··· LISTED ENTRIES ···

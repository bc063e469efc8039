//! # hvmbuild
//!
//! Bootstraps a hardware-virtualized guest domain: loads a 32-bit ELF
//! firmware image into a freshly created domain, lays out its physical
//! memory, publishes the tables the firmware reads at boot and hands the
//! hypervisor an initial vCPU context.
//!
//! ## Quick Start
//!
//! ```rust,no_run
//! use hvmbuild::backend::sim::SimHypervisor;
//! use hvmbuild::{build_from_file, BuildConfig, Result};
//!
//! fn main() -> Result<()> {
//!     let mut hv = SimHypervisor::new();
//!     hv.create_domain(1);
//!
//!     let config = BuildConfig::builder(1)
//!         .memory_mb(256)
//!         .vcpus(2)
//!         .acpi(true)
//!         .build()?;
//!     let output = build_from_file(&mut hv, &config, "hvmloader")?;
//!     println!("store frame: {:#x}", output.store_mfn);
//!     Ok(())
//! }
//! ```
//!
//! The [`fdt`] module is a separate, read-only device tree scanner used by
//! the hypervisor at early boot.

pub mod backend;
mod build;
mod builder;
pub mod cpu;
mod error;
pub mod fdt;
pub mod firmware;
pub mod loader;
pub mod logging;
pub mod memory;
pub mod params;
pub mod shared;

pub use build::{
    build, build_from_buffer, build_from_file, exit_status, inflate, read_image, BuildOutput,
    BuildState, HvmBuilder,
};
pub use builder::{BuildConfig, BuildConfigBuilder};
pub use error::{Error, ErrorKind, Result};
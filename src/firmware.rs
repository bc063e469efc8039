//! Structures the second-stage firmware loader reads at boot.
//!
//! Both tables live at fixed guest physical locations: the boot-info table
//! inside the reserved page below the VGA hole, the memory map in its own
//! page at `0x90000`.

use std::fmt;

use zerocopy::little_endian::U32;
use zerocopy::{FromBytes, Immutable, IntoBytes, KnownLayout};

use crate::backend::Hypervisor;
use crate::error::Result;
use crate::memory::layout::{E820_MAP_PAGE, HVM_INFO_OFFSET, HVM_INFO_PFN, PAGE_SHIFT};
use crate::memory::{FirmwareMemoryMap, GuestWriter};

/// Boot-info table handed to the firmware loader.
#[repr(C)]
#[derive(Debug, Clone, Copy, PartialEq, Eq, FromBytes, IntoBytes, Immutable, KnownLayout)]
pub struct HvmInfoTable {
    signature: [u8; 8],
    length: U32,
    checksum: u8,
    acpi_enabled: u8,
    reserved: [u8; 2],
    nr_vcpus: U32,
}

impl HvmInfoTable {
    pub const SIGNATURE: [u8; 8] = *b"HVM INFO";
    pub const SIZE: usize = std::mem::size_of::<Self>();

    /// Build a table with a valid checksum.
    pub fn new(nr_vcpus: u32, acpi_enabled: bool) -> Self {
        let mut table = Self {
            signature: Self::SIGNATURE,
            length: U32::new(Self::SIZE as u32),
            checksum: 0,
            acpi_enabled: u8::from(acpi_enabled),
            reserved: [0; 2],
            nr_vcpus: U32::new(nr_vcpus),
        };
        table.checksum = byte_sum(table.as_bytes()).wrapping_neg();
        table
    }

    /// Decode a table from the start of `bytes`.
    pub fn read(bytes: &[u8]) -> Option<Self> {
        Self::read_from_prefix(bytes).ok().map(|(table, _)| table)
    }

    pub fn signature(&self) -> &[u8; 8] {
        &self.signature
    }

    pub fn length(&self) -> u32 {
        self.length.get()
    }

    pub fn nr_vcpus(&self) -> u32 {
        self.nr_vcpus.get()
    }

    pub fn acpi_enabled(&self) -> bool {
        self.acpi_enabled != 0
    }

    /// Whether all bytes of the table, checksum included, sum to zero.
    pub fn is_valid(&self) -> bool {
        self.signature == Self::SIGNATURE && byte_sum(self.as_bytes()) == 0
    }
}

impl fmt::Display for HvmInfoTable {
    fn fmt(&self, f: &mut fmt::Formatter<'_>) -> fmt::Result {
        write!(
            f,
            "{} len={} checksum={:#04x} acpi={} vcpus={}",
            String::from_utf8_lossy(&self.signature),
            self.length(),
            self.checksum,
            self.acpi_enabled,
            self.nr_vcpus()
        )
    }
}

fn byte_sum(bytes: &[u8]) -> u8 {
    bytes.iter().fold(0u8, |sum, &b| sum.wrapping_add(b))
}

/// Write the boot-info table into a freshly zeroed info page.
pub fn publish_hvm_info<H: Hypervisor>(
    mem: &mut GuestWriter<'_, H>,
    nr_vcpus: u32,
    acpi_enabled: bool,
) -> Result<HvmInfoTable> {
    let table = HvmInfoTable::new(nr_vcpus, acpi_enabled);
    mem.with_page(HVM_INFO_PFN, |page| {
        page.fill(0);
        page[HVM_INFO_OFFSET..HVM_INFO_OFFSET + HvmInfoTable::SIZE]
            .copy_from_slice(table.as_bytes());
    })?;
    tracing::debug!(%table, "published boot-info table");
    Ok(table)
}

/// Write the legacy memory map into its freshly zeroed page.
pub fn publish_e820<H: Hypervisor>(
    mem: &mut GuestWriter<'_, H>,
    map: &FirmwareMemoryMap,
) -> Result<()> {
    mem.with_page(E820_MAP_PAGE >> PAGE_SHIFT, |page| {
        page.fill(0);
        map.write_to(page);
    })?;
    tracing::debug!(entries = map.len(), "published memory map");
    Ok(())
}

···

■ YOUR TASK
Every record shown above should be given back exactly.

■ SOLVED PROBLEM
repository bc063e469efc8039
//! # hvmbuild
//!
//! Bootstraps a hardware-virtualized guest domain: loads a 32-bit ELF
//! firmware image into a freshly created domain, lays out its physical
//! memory, publishes the tables the firmware reads at boot and hands the
//! hypervisor an initial vCPU context.
//!
//! ## Quick Start
//!
//! ```rust,no_run
//! use hvmbuild::backend::sim::SimHypervisor;
//! use hvmbuild::{build_from_file, BuildConfig, Result};
//!
//! fn main() -> Result<()> {
//!     let mut hv = SimHypervisor::new();
//!     hv.create_domain(1);
//!
//!     let config = BuildConfig::builder(1)
//!         .memory_mb(256)
//!         .vcpus(2)
//!         .acpi(true)
//!         .build()?;
//!     let output = build_from_file(&mut hv, &config, "hvmloader")?;
//!     println!("store frame: {:#x}", output.store_mfn);
//!     Ok(())
//! }
//! ```
//!
//! The [`fdt`] module is a separate, read-only device tree scanner used by
//! the hypervisor at early boot.

pub mod backend;
mod build;
mod builder;
pub mod cpu;
mod error;
pub mod fdt;
pub mod firmware;
pub mod loader;
pub mod logging;
pub mod memory;
pub mod params;
pub mod shared;

pub use build::{
    build, build_from_buffer, build_from_file, exit_status, inflate, read_image, BuildOutput,
    BuildState, HvmBuilder,
};
pub use builder::{BuildConfig, BuildConfigBuilder};
pub use error::{Error, ErrorKind, Result};
filename src/firmware.rs
repository bc063e469efc8039
//! Structures the second-stage firmware loader reads at boot.
//!
//! Both tables live at fixed guest physical locations: the boot-info table
//! inside the reserved page below the VGA hole, the memory map in its own
//! page at `0x90000`.

use std::fmt;

use zerocopy::little_endian::U32;
use zerocopy::{FromBytes, Immutable, IntoBytes, KnownLayout};

use crate::backend::Hypervisor;
use crate::error::Result;
use crate::memory::layout::{E820_MAP_PAGE, HVM_INFO_OFFSET, HVM_INFO_PFN, PAGE_SHIFT};
use crate::memory::{FirmwareMemoryMap, GuestWriter};

/// Boot-info table handed to the firmware loader.
#[repr(C)]
#[derive(Debug, Clone, Copy, PartialEq, Eq, FromBytes, IntoBytes, Immutable, KnownLayout)]
pub struct HvmInfoTable {
    signature: [u8; 8],
    length: U32,
    checksum: u8,
    acpi_enabled: u8,
    reserved: [u8; 2],
    nr_vcpus: U32,
}

impl HvmInfoTable {
    pub const SIGNATURE: [u8; 8] = *b"HVM INFO";
    pub const SIZE: usize = std::mem::size_of::<Self>();

    /// Build a table with a valid checksum.
    pub fn new(nr_vcpus: u32, acpi_enabled: bool) -> Self {
        let mut table = Self {
            signature: Self::SIGNATURE,
            length: U32::new(Self::SIZE as u32),
            checksum: 0,
            acpi_enabled: u8::from(acpi_enabled),
            reserved: [0; 2],
            nr_vcpus: U32::new(nr_vcpus),
        };
        table.checksum = byte_sum(table.as_bytes()).wrapping_neg();
        table
    }

    /// Decode a table from the start of `bytes`.
    pub fn read(bytes: &[u8]) -> Option<Self> {
        Self::read_from_prefix(bytes).ok().map(|(table, _)| table)
    }

    pub fn signature(&self) -> &[u8; 8] {
        &self.signature
    }

    pub fn length(&self) -> u32 {
        self.length.get()
    }

    pub fn nr_vcpus(&self) -> u32 {
        self.nr_vcpus.get()
    }

    pub fn acpi_enabled(&self) -> bool {
        self.acpi_enabled != 0
    }

    /// Whether all bytes of the table, checksum included, sum to zero.
    pub fn is_valid(&self) -> bool {
        self.signature == Self::SIGNATURE && byte_sum(self.as_bytes()) == 0
    }
}

impl fmt::Display for HvmInfoTable {
    fn fmt(&self, f: &mut fmt::Formatter<'_>) -> fmt::Result {
        write!(
            f,
            "{} len={} checksum={:#04x} acpi={} vcpus={}",
            String::from_utf8_lossy(&self.signature),
            self.length(),
            self.checksum,
            self.acpi_enabled,
            self.nr_vcpus()
        )
    }
}

fn byte_sum(bytes: &[u8]) -> u8 {
    bytes.iter().fold(0u8, |sum, &b| sum.wrapping_add(b))
}

/// Write the boot-info table into a freshly zeroed info page.
pub fn publish_hvm_info<H: Hypervisor>(
    mem: &mut GuestWriter<'_, H>,
    nr_vcpus: u32,
    acpi_enabled: bool,
) -> Result<HvmInfoTable> {
    let table = HvmInfoTable::new(nr_vcpus, acpi_enabled);
    mem.with_page(HVM_INFO_PFN, |page| {
        page.fill(0);
        page[HVM_INFO_OFFSET..HVM_INFO_OFFSET + HvmInfoTable::SIZE]
            .copy_from_slice(table.as_bytes());
    })?;
    tracing::debug!(%table, "published boot-info table");
    Ok(table)
}

/// Write the legacy memory map into its freshly zeroed page.
pub fn publish_e820<H: Hypervisor>(
    mem: &mut GuestWriter<'_, H>,
    map: &FirmwareMemoryMap,
) -> Result<()> {
    mem.with_page(E820_MAP_PAGE >> PAGE_SHIFT, |page| {
        page.fill(0);
        map.write_to(page);
    })?;
    tracing::debug!(entries = map.len(), "published memory map");
    Ok(())
}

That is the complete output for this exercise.